Impact mitigation through monitoring
The impact of such storms can be mitigated by monitoring them to issue early warnings and taking appropriate measures. This calls for a better understanding of the conditions that are prone to initiate huge dust storms.
Satellite instruments, particularly the Moderate Resolution Imaging Spectroradiometer (MODIS), have revolutionised the scientific community’s ability to understand the spatial extent, pathways and the source area of dust storms. Coupling satellite images with WRF (Weather Research and Forecasting) modelling provides a tool for more accurate forecasting. A reliable internet connectivity set-up to access, download and transfer data from satellite-borne sensors and terrestrial meteorological stations is key to the success of this time-critical activity.
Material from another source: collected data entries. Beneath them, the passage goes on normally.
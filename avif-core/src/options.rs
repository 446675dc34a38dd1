//! Validated conversion options.
//!
//! Options are only constructible through [`ConvertOptions::new`], which
//! rejects out-of-range values before any conversion work starts.

use thiserror::Error;

/// Encoder quality used when the caller does not supply one.
pub const DEFAULT_QUALITY: u8 = 60;

/// Rejected option values.
#[derive(Error, Debug, Clone, PartialEq, Eq)]
pub enum OptionsError {
    #[error("quality must be between 1 and 100, got {0}")]
    QualityOutOfRange(u8),

    #[error("width must be at least 1")]
    ZeroWidth,

    #[error("height must be at least 1")]
    ZeroHeight,
}

/// Per-conversion knobs: quality, lossless mode, and optional target size.
///
/// `lossless` overrides `quality` entirely. Width and height are targets for
/// the resize step; when only one is present the other is derived from the
/// source aspect ratio.
#[derive(Debug, Clone, Copy, PartialEq, Eq)]
pub struct ConvertOptions {
    quality: u8,
    lossless: bool,
    width: Option<u32>,
    height: Option<u32>,
}

impl Default for ConvertOptions {
    fn default() -> Self {
        Self {
            quality: DEFAULT_QUALITY,
            lossless: false,
            width: None,
            height: None,
        }
    }
}

impl ConvertOptions {
    /// Build validated options. `quality` defaults to [`DEFAULT_QUALITY`]
    /// and must fall in 1..=100; width and height must be non-zero when
    /// supplied.
    pub fn new(
        quality: Option<u8>,
        lossless: bool,
        width: Option<u32>,
        height: Option<u32>,
    ) -> std::result::Result<Self, OptionsError> {
        let quality = quality.unwrap_or(DEFAULT_QUALITY);
        if !(1..=100).contains(&quality) {
            return Err(OptionsError::QualityOutOfRange(quality));
        }
        if width == Some(0) {
            return Err(OptionsError::ZeroWidth);
        }
        if height == Some(0) {
            return Err(OptionsError::ZeroHeight);
        }

        Ok(Self {
            quality,
            lossless,
            width,
            height,
        })
    }

    pub fn quality(&self) -> u8 {
        self.quality
    }

    pub fn lossless(&self) -> bool {
        self.lossless
    }

    pub fn width(&self) -> Option<u32> {
        self.width
    }

    pub fn height(&self) -> Option<u32> {
        self.height
    }

    /// Target dimensions for a source image, or `None` when no resize was
    /// requested.
    ///
    /// Both dimensions given: taken exactly, ignoring the source aspect
    /// ratio. One given: the other is derived by scaling the source
    /// proportionally, truncating the fractional part.
    pub(crate) fn target_dimensions(&self, src_w: u32, src_h: u32) -> Option<(u32, u32)> {
        match (self.width, self.height) {
            (None, None) => None,
            (Some(width), Some(height)) => Some((width, height)),
            (Some(width), None) => {
                let height = (src_h as f64 * (width as f64 / src_w as f64)) as u32;
                Some((width, height))
            }
            (None, Some(height)) => {
                let width = (src_w as f64 * (height as f64 / src_h as f64)) as u32;
                Some((width, height))
            }
        }
    }
}

#[cfg(test)]
mod tests {
    use super::{ConvertOptions, DEFAULT_QUALITY, OptionsError};

    #[test]
    fn defaults_apply_when_nothing_is_supplied() {
        let options = ConvertOptions::new(None, false, None, None).expect("valid options");
        assert_eq!(options.quality(), DEFAULT_QUALITY);
        assert!(!options.lossless());
        assert_eq!(options.width(), None);
        assert_eq!(options.height(), None);
    }

    #[test]
    fn quality_bounds_are_enforced() {
        assert_eq!(
            ConvertOptions::new(Some(0), false, None, None),
            Err(OptionsError::QualityOutOfRange(0))
        );
        assert_eq!(
            ConvertOptions::new(Some(101), false, None, None),
            Err(OptionsError::QualityOutOfRange(101))
        );
        assert!(ConvertOptions::new(Some(1), false, None, None).is_ok());
        assert!(ConvertOptions::new(Some(100), false, None, None).is_ok());
    }

    #[test]
    fn zero_dimensions_are_rejected() {
        assert_eq!(
            ConvertOptions::new(None, false, Some(0), None),
            Err(OptionsError::ZeroWidth)
        );
        assert_eq!(
            ConvertOptions::new(None, false, None, Some(0)),
            Err(OptionsError::ZeroHeight)
        );
    }

    #[test]
    fn no_resize_without_targets() {
        let options = ConvertOptions::default();
        assert_eq!(options.target_dimensions(800, 600), None);
    }

    #[test]
    fn both_dimensions_ignore_aspect_ratio() {
        let options = ConvertOptions::new(None, false, Some(32), Some(32)).expect("valid options");
        assert_eq!(options.target_dimensions(800, 600), Some((32, 32)));
    }

    #[test]
    fn missing_height_is_derived_proportionally() {
        let options = ConvertOptions::new(None, false, Some(400), None).expect("valid options");
        assert_eq!(options.target_dimensions(800, 600), Some((400, 300)));
    }

    #[test]
    fn missing_width_is_derived_proportionally() {
        let options = ConvertOptions::new(None, false, None, Some(300)).expect("valid options");
        assert_eq!(options.target_dimensions(800, 600), Some((400, 300)));
    }

    #[test]
    fn derived_dimension_truncates_fractional_part() {
        // 67 * 50 / 101 = 33.16..
        let options = ConvertOptions::new(None, false, Some(50), None).expect("valid options");
        assert_eq!(options.target_dimensions(101, 67), Some((50, 33)));
    }

    #[test]
    fn derived_dimension_can_collapse_to_zero() {
        // 60 * 1 / 80 = 0.75 -> 0; the conversion step rejects it.
        let options = ConvertOptions::new(None, false, Some(1), None).expect("valid options");
        assert_eq!(options.target_dimensions(80, 60), Some((1, 0)));
    }
}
NARSS: at the forefront of storm monitoring in Egypt
Egypt lies within a broad band of dust-producing terrain that extends from north-western Africa eastward to Mongolia – and gets frequently hit by dust storms.
The National Authority for Remote Sensing and Space Sciences (NARSS) is the pioneering Egyptian institution in the field of satellite remote sensing and plays a vital role in predicting dust and sandstorms by observing and simulating how they are formed over space and time.
Dr Islam Abou El-Magd heads the Environmental Studies Department at NARSS.
“A focus of our research is to monitor particle pollution, or particulate matter (PM), associated with dust storms. When breathed in, PM can cause several health problems, which include asthma, rhinosinusitis, chronic obstructive pulmonary diseases and respiratory tract infections. And it is the finer, micrometre-sized particles – 2.5 – 10 μm – that are the most dangerous ones in that respect. Analysing their spatial and temporal distribution helps us evaluate their health impact and establish an early warning system to alert the risk-prone population, in particular children, the elderly and those with predisposed respiratory and cardiovascular disease”.
Generated through the WRF model, the below NARSS images show the concentration of PM 2.5 μm and 10 μm at 5pm on 7 April 2013, respectively. Whilst their distribution is similar, the density of the finer and more harmful particles (PM 2.5 μm) is much higher.
Combining WRF-based air quality modelling with MODIS satellite images allows to analyse the spatial and temporal PM distribution over the same day.
This, in turn, enables Dr El-Magd and his team to support the authorities in issuing timely alerts and for people to take appropriate measures to avoid being exposed to the devastating effects of an incoming dust storm.
Reliable connectivity is key
The essential internet power for this data-intensive and time-critical endeavour is provided through NARSS’s connection to the Egyptian National Scientific & Technical Information Network (ENSTINET), Egypt’s scientific NREN.
Egypt is a partner in the EU-funded AfricaConnect2 project which aims to develop high-capacity internet networks for research and education across Africa. The African Earth Observation community is set to benefit from this dedicated connectivity, particularly in the context of the AfriGEOSS initiative; developed within the GEO framework, AfriGEOSS will strengthen the link between the current GEO activities with existing capabilities and initiatives in Africa and will provide the necessary framework for countries and organisations to access and leverage on-going bilateral and multilateral EO-based initiatives across Africa, thereby creating synergies and minimizing duplication for the benefit of the entire continent.